To be fair, there were enemies down in the valley. The arrows still whistling past from behind were proof of that.
But there were also enemies – Nilfgaardians, three of them, all on horseback, their armor black and stark against the white snow, their heads crowned in feathers, their bows drawn, arrowheads shining bright – on the trail ahead.
An ambush!
Jaskier had no time to think, and that was, he'd think later, what saved his life and Burnetta's too. He saw the horses, the helmets, the arrows, with no path either forward or backward, and took the only path that was left.
"Fuck!" Jaskier shouted, turned to catch Burnetta by her arm, and threw them both off of the trail.
If they'd been ambushed higher up on the path, the fall would have likely killed them. The trail was only a horse-track cut into the side of a mountain; on one side was the hard wall of the mountain itself and on the other, that steep scree of rocks and snow and stubborn, clinging trees.

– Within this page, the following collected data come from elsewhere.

//! Auth-domain models: decoded claims, credential pairs, and secret wrappers.

pub mod claims;
pub mod credential;

pub use claims::*;
pub use credential::*;
//! Outbound backend client with singleflight refresh coordination.
//!
//! Every call attaches the current valid access token as a bearer credential.
//! A 401 response enters refresh coordination: concurrent failures serialize
//! on one async mutex, the first caller through performs the provider
//! refresh, and everyone who failed while it was in flight adopts that
//! resolution instead of issuing its own call. One retry per request, never
//! more; a second 401 is terminal.

// crates.io
use cookie::CookieJar;
use oauth2::{
	AsyncHttpClient,
	http::{self, header},
};
// self
use crate::{
	_prelude::*,
	auth::Credential,
	error::ConfigError,
	http::{ResponseMetadataSlot, TokenHttpClient},
	obs::{self, FlowKind, FlowOutcome, FlowSpan},
	provider::TransportErrorMapper,
	session::SessionBroker,
};
#[cfg(feature = "reqwest")]
use crate::{
	http::ReqwestHttpClient,
	provider::ReqwestTransportErrorMapper,
	session::ReqwestSessionBroker,
};

#[cfg(feature = "reqwest")]
/// Resource client specialized for the crate's default reqwest transport.
pub type ReqwestResourceClient = ResourceClient<ReqwestHttpClient, ReqwestTransportErrorMapper>;

const STATUS_UNAUTHORIZED: u16 = 401;

/// Response surface handed back to route handlers.
///
/// Authorization failures never reach this type; they are resolved or turned
/// into typed errors by the client. Everything else, including 403s and
/// backend validation failures, is the caller's business.
#[derive(Clone, Debug)]
pub struct ApiResponse {
	/// HTTP status code.
	pub status: u16,
	/// Raw response body.
	pub body: Vec<u8>,
}
impl ApiResponse {
	/// Whether the status is in the 2xx range.
	pub fn is_success(&self) -> bool {
		(200..300).contains(&self.status)
	}

	/// Deserializes the body as JSON.
	pub fn json<T>(&self) -> Result<T, serde_json::Error>
	where
		T: serde::de::DeserializeOwned,
	{
		serde_json::from_slice(&self.body)
	}
}

/// Process-wide singleflight state for session refreshes.
///
/// The async mutex serializes refresh attempts; its internal waiter list is
/// the queue of requests that failed while a refresh was in flight. The
/// generation counter stamps each resolution so a settled outcome is only
/// ever adopted by callers whose failure predates it; anything newer performs
/// its own refresh. A caller that stops waiting simply drops out of the
/// mutex queue without touching shared state.
struct RefreshCoordinator {
	serializer: AsyncMutex<()>,
	state: Mutex<CoordinationState>,
}
#[derive(Default)]
struct CoordinationState {
	generation: u64,
	outcome: Option<Result<Credential, Arc<Error>>>,
}
impl RefreshCoordinator {
	fn new() -> Self {
		Self { serializer: AsyncMutex::new(()), state: Mutex::new(CoordinationState::default()) }
	}

	fn generation(&self) -> u64 {
		self.state.lock().generation
	}

	async fn coordinate<C, M>(
		&self,
		broker: &SessionBroker<C, M>,
		jar: &mut CookieJar,
		observed: u64,
	) -> Result<Credential, Arc<Error>>
	where
		C: ?Sized + TokenHttpClient,
		M: ?Sized + TransportErrorMapper<C::TransportError>,
	{
		let _leader = self.serializer.lock().await;

		{
			let state = self.state.lock();

			// A refresh settled while this caller was queued; share its
			// outcome. Resolutions at or before `observed` predate the 401
			// and are never adopted.
			if state.generation > observed
				&& let Some(outcome) = state.outcome.clone()
			{
				return outcome;
			}
		}

		let outcome = match broker.refresh_session(jar).await {
			Ok(credential) => Ok(credential),
			Err(err) => Err(Arc::new(err)),
		};
		let mut state = self.state.lock();

		state.generation += 1;
		state.outcome = Some(outcome.clone());

		outcome
	}
}

/// Backend API client wrapping every resource call with bearer attachment
/// and refresh coordination.
pub struct ResourceClient<C, M>
where
	C: ?Sized + TokenHttpClient,
	M: ?Sized + TransportErrorMapper<C::TransportError>,
{
	broker: Arc<SessionBroker<C, M>>,
	http_client: Arc<C>,
	transport_mapper: Arc<M>,
	base_url: Url,
	coordinator: RefreshCoordinator,
}
impl<C, M> ResourceClient<C, M>
where
	C: ?Sized + TokenHttpClient,
	M: ?Sized + TransportErrorMapper<C::TransportError>,
{
	/// Creates a client that reuses the caller-provided transport + mapper
	/// pair.
	pub fn with_http_client(
		broker: Arc<SessionBroker<C, M>>,
		base_url: Url,
		http_client: impl Into<Arc<C>>,
		mapper: impl Into<Arc<M>>,
	) -> Self {
		Self {
			broker,
			http_client: http_client.into(),
			transport_mapper: mapper.into(),
			base_url,
			coordinator: RefreshCoordinator::new(),
		}
	}

	/// Issues a GET against the backend.
	pub async fn get(&self, path: &str, jar: &mut CookieJar) -> Result<ApiResponse> {
		self.send(http::Method::GET, path, None, jar).await
	}

	/// Issues a POST with a JSON body.
	pub async fn post(
		&self,
		path: &str,
		body: &serde_json::Value,
		jar: &mut CookieJar,
	) -> Result<ApiResponse> {
		self.send(http::Method::POST, path, Some(body_bytes(body)?), jar).await
	}

	/// Issues a PUT with a JSON body.
	pub async fn put(
		&self,
		path: &str,
		body: &serde_json::Value,
		jar: &mut CookieJar,
	) -> Result<ApiResponse> {
		self.send(http::Method::PUT, path, Some(body_bytes(body)?), jar).await
	}

	/// Issues a PATCH with a JSON body.
	pub async fn patch(
		&self,
		path: &str,
		body: &serde_json::Value,
		jar: &mut CookieJar,
	) -> Result<ApiResponse> {
		self.send(http::Method::PATCH, path, Some(body_bytes(body)?), jar).await
	}

	/// Issues a DELETE against the backend.
	pub async fn delete(&self, path: &str, jar: &mut CookieJar) -> Result<ApiResponse> {
		self.send(http::Method::DELETE, path, None, jar).await
	}

	async fn send(
		&self,
		method: http::Method,
		path: &str,
		body: Option<Vec<u8>>,
		jar: &mut CookieJar,
	) -> Result<ApiResponse> {
		const KIND: FlowKind = FlowKind::Resource;

		let span = FlowSpan::new(KIND, "send");

		obs::record_flow_outcome(KIND, FlowOutcome::Attempt);

		let result = span
			.instrument(async move {
				let uri =
					format!("{}{path}", self.base_url.as_str().trim_end_matches('/'));
				let token = self.broker.valid_access_token(jar);
				let response =
					self.dispatch(&uri, &method, body.clone(), token.as_deref()).await?;

				if response.status != STATUS_UNAUTHORIZED {
					return Ok(response);
				}

				// The generation is read at the moment of failure so only a
				// refresh that settles AFTER this 401 can be adopted.
				let observed = self.coordinator.generation();
				let credential =
					match self.coordinator.coordinate(&self.broker, jar, observed).await {
						Ok(credential) => credential,
						Err(shared) => {
							// Doomed refresh: fail fast from here on instead
							// of re-attempting it on every request.
							self.broker.clear_local(jar);

							return Err(Error::RefreshRejected(shared));
						},
					};

				// Followers write the shared credential onto their own
				// carrier; for the leader this re-write is a no-op.
				self.broker.adopt_credential(&credential, jar)?;

				let retry = self
					.dispatch(&uri, &method, body, Some(credential.access_token.expose()))
					.await?;

				if retry.status == STATUS_UNAUTHORIZED {
					return Err(Error::Unauthorized);
				}

				Ok(retry)
			})
			.await;

		obs::record_flow_result(KIND, &result);

		result
	}

	async fn dispatch(
		&self,
		uri: &str,
		method: &http::Method,
		body: Option<Vec<u8>>,
		bearer: Option<&str>,
	) -> Result<ApiResponse> {
		let mut builder = http::Request::builder().method(method.clone()).uri(uri);

		if let Some(token) = bearer {
			builder = builder.header(header::AUTHORIZATION, format!("Bearer {token}"));
		}
		if body.is_some() {
			builder = builder.header(header::CONTENT_TYPE, "application/json");
		}

		let request = builder.body(body.unwrap_or_default()).map_err(ConfigError::from)?;
		let meta = ResponseMetadataSlot::default();
		let handle = self.http_client.with_metadata(meta.clone());
		let response = handle.call(request).await.map_err(|err| {
			self.transport_mapper.map_transport_error(meta.take().as_ref(), err)
		})?;

		Ok(ApiResponse { status: response.status().as_u16(), body: response.into_body() })
	}
}
#[cfg(feature = "reqwest")]
impl ReqwestResourceClient {
	/// Creates a client with the crate's default reqwest transport stack.
	pub fn new(broker: Arc<ReqwestSessionBroker>, base_url: Url) -> Self {
		Self::with_http_client(
			broker,
			base_url,
			ReqwestHttpClient::default(),
			Arc::new(ReqwestTransportErrorMapper),
		)
	}
}
impl<C, M> Debug for ResourceClient<C, M>
where
	C: ?Sized + TokenHttpClient,
	M: ?Sized + TransportErrorMapper<C::TransportError>,
{
	fn fmt(&self, f: &mut Formatter) -> FmtResult {
		f.debug_struct("ResourceClient").field("base_url", &self.base_url).finish()
	}
}

fn body_bytes(body: &serde_json::Value) -> Result<Vec<u8>> {
	serde_json::to_vec(body)
		.map_err(|source| ConfigError::BodySerialization { source }.into())
}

But here the scree was steep, not a sheer drop away down into the valley. Jaskier managed to keep his feet for a second, maybe too, Burnetta crashing along behind him, and then gravity caught him and he was tumbling among the stones end over end. He did the sensible thing and let go of his sword – it'd be a shame to impale himself, after throwing himself down a mountain to escape some Nilfgaardians – and continued to fall. Above him – below him – he couldn't fucking tell which was which – he heard a great confusion of shouting. Burnetta shrieking curses. The scream of a horse, the whistle of more arrows in flight, a heavy, curious thudding sound, like rocks tumbling or thunder in the sky, something that might have been a dragon's deep roar, so loud and close that it made the very air quiver, the stones and the snow around Jaskier all trembling with the force of it –
And then Jaskier bounced, especially hard, against the jut of a sharp, unfriendly rock, still sliding down towards the bottom of the valley, and heard nothing at all.